Fibrosis is a fundamental process underlying almost all cardiomyopathic conditions. Established fibrosis can be detected by existing imaging techniques including cardiovascular magnetic resonance. However, these techniques are not specific for fibrosis and do not directly measure fibrosis activity or matrix remodelling. This limits the ability to detect early disease and differentiate active from end-stage phenotypes. Fibroblast activation protein is a key factor in fibrogenesis that is expressed in the myocardium following myocardial infarction and in thin-capped fibroatheroma. Radiolabelled fibroblast activation protein inhibitor (68Ga-FAPI) measures in vivo fibrosis activity and matrix remodelling, as supported by preliminary pilot studies. The timing and pattern of myocardial fibrosis activity following acute myocardial infarction will be investigated using hybrid 68Ga-FAPI positron emission tomography.

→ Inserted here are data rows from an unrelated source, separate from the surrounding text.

//! # Inner-Face Builder
//!
//! An open wedge with duplicated vertices leaves the angular cut visually
//! hollow: the duplicated seam vertices no longer connect to anything
//! across the gap. This builder closes the cut with explicit geometry —
//! per height band, two independent quads running from the revolve axis out
//! to the start-seam and end-seam ring vertices, each flat-shaded with a
//! normal estimated from its own corners.

use crate::mesh::{MeshBuffers, Winding};
use glam::{DVec2, DVec3};

/// Horizontal texture parameterization for inner faces.
#[derive(Debug, Clone, Copy, PartialEq, Eq)]
pub enum InnerFaceUv {
    /// `u` spans 0 (axis) to 1 (boundary) uniformly across bands
    Cylinder,
    /// `u` spans 0 to the band's radius over the base radius, so the chart
    /// tapers with the solid
    Cone,
}

/// Emits the seam-closing faces of an open, duplicated-vertex wedge.
///
/// Assumes the lateral ring grid occupies vertices `[0, ring_size * rings)`
/// with ring `i` starting at `ring_size * i`; writes `8 * (rings - 1)`
/// fresh vertices starting at `face_start` and four triangles per band.
/// Ring radii are re-derived by linear interpolation from `base_radius` to
/// `top_radius` for the tapering UV mode.
///
/// Each quad's flat normal is estimated from its first three corners; when
/// those collapse to a zero-area triangle (a cone's tip band, where a seam
/// vertex sits on the axis), the quad's other triangle supplies the normal
/// instead.
#[allow(clippy::too_many_arguments)]
pub fn emit_inner_faces(
    mesh: &mut MeshBuffers,
    face_start: usize,
    ring_size: usize,
    rings: usize,
    v_step: f64,
    y_span: f64,
    base_radius: f64,
    top_radius: f64,
    uv_mode: InnerFaceUv,
    groups: Option<(u32, u32)>,
    winding: Winding,
    ti: &mut usize,
) {
    let radius_at = |ring: usize| {
        base_radius + (top_radius - base_radius) * ring as f64 / (rings - 1) as f64
    };

    let mut f = face_start;
    for i in 1..rings {
        let y_bottom = v_step * (i - 1) as f64;
        let y_top = v_step * i as f64;
        let v_bottom = y_bottom / y_span;
        let v_top = y_top / y_span;
        let (u_bottom, u_top) = match uv_mode {
            InnerFaceUv::Cylinder => (1.0, 1.0),
            InnerFaceUv::Cone => (
                radius_at(i - 1) / base_radius,
                radius_at(i) / base_radius,
            ),
        };

        let axis_bottom = DVec3::new(0.0, y_bottom, 0.0);
        let axis_top = DVec3::new(0.0, y_top, 0.0);

        // Start-seam quad: axis edge out to the band's first ring vertices
        mesh.positions[f] = axis_bottom;
        mesh.positions[f + 1] = axis_top;
        mesh.positions[f + 2] = mesh.positions[ring_size * i];
        mesh.positions[f + 3] = mesh.positions[ring_size * (i - 1)];
        // End-seam quad: same axis edge out to the band's last ring vertices
        mesh.positions[f + 4] = axis_top;
        mesh.positions[f + 5] = axis_bottom;
        mesh.positions[f + 6] = mesh.positions[ring_size * i - 1];
        mesh.positions[f + 7] = mesh.positions[ring_size * (i + 1) - 1];

        let fi = f as u32;
        let mut start_normal = mesh.estimate_normal(fi, fi + 1, fi + 2);
        if start_normal == DVec3::ZERO {
            start_normal = mesh.estimate_normal(fi, fi + 2, fi + 3);
        }
        let mut end_normal = mesh.estimate_normal(fi + 4, fi + 5, fi + 6);
        if end_normal == DVec3::ZERO {
            end_normal = mesh.estimate_normal(fi + 4, fi + 6, fi + 7);
        }
        for j in 0..4 {
            mesh.normals[f + j] = start_normal;
            mesh.normals[f + 4 + j] = end_normal;
        }

        mesh.uvs[f] = DVec2::new(0.0, v_bottom);
        mesh.uvs[f + 1] = DVec2::new(0.0, v_top);
        mesh.uvs[f + 2] = DVec2::new(u_top, v_top);
        mesh.uvs[f + 3] = DVec2::new(u_bottom, v_bottom);
        mesh.uvs[f + 4] = DVec2::new(0.0, v_top);
        mesh.uvs[f + 5] = DVec2::new(0.0, v_bottom);
        mesh.uvs[f + 6] = DVec2::new(u_bottom, v_bottom);
        mesh.uvs[f + 7] = DVec2::new(u_top, v_top);

        let (start_group, end_group) = match groups {
            Some((s, e)) => (Some(s), Some(e)),
            None => (None, None),
        };
        mesh.append_rectangle(fi, fi + 1, fi + 2, fi + 3, winding.reversed(), ti, start_group);
        mesh.append_rectangle(fi + 4, fi + 5, fi + 6, fi + 7, winding.reversed(), ti, end_group);

        f += 8;
    }
}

The investigators hypothesise that peak fibrosis activity will occur within 2-4 weeks of acute myocardial infarction and will predict subsequent scar formation and cardiac remodelling. Simultaneously, matrix remodelling and fibrosis activity in aortic and coronary atheroma will also be assessed allowing exploration of the presence of unstable atheroma. This project will enhance understanding of fibrosis activity and matrix remodelling in myocardial infarction and unstable atherosclerotic plaque with potential future application to a broad range of cardiovascular diseases.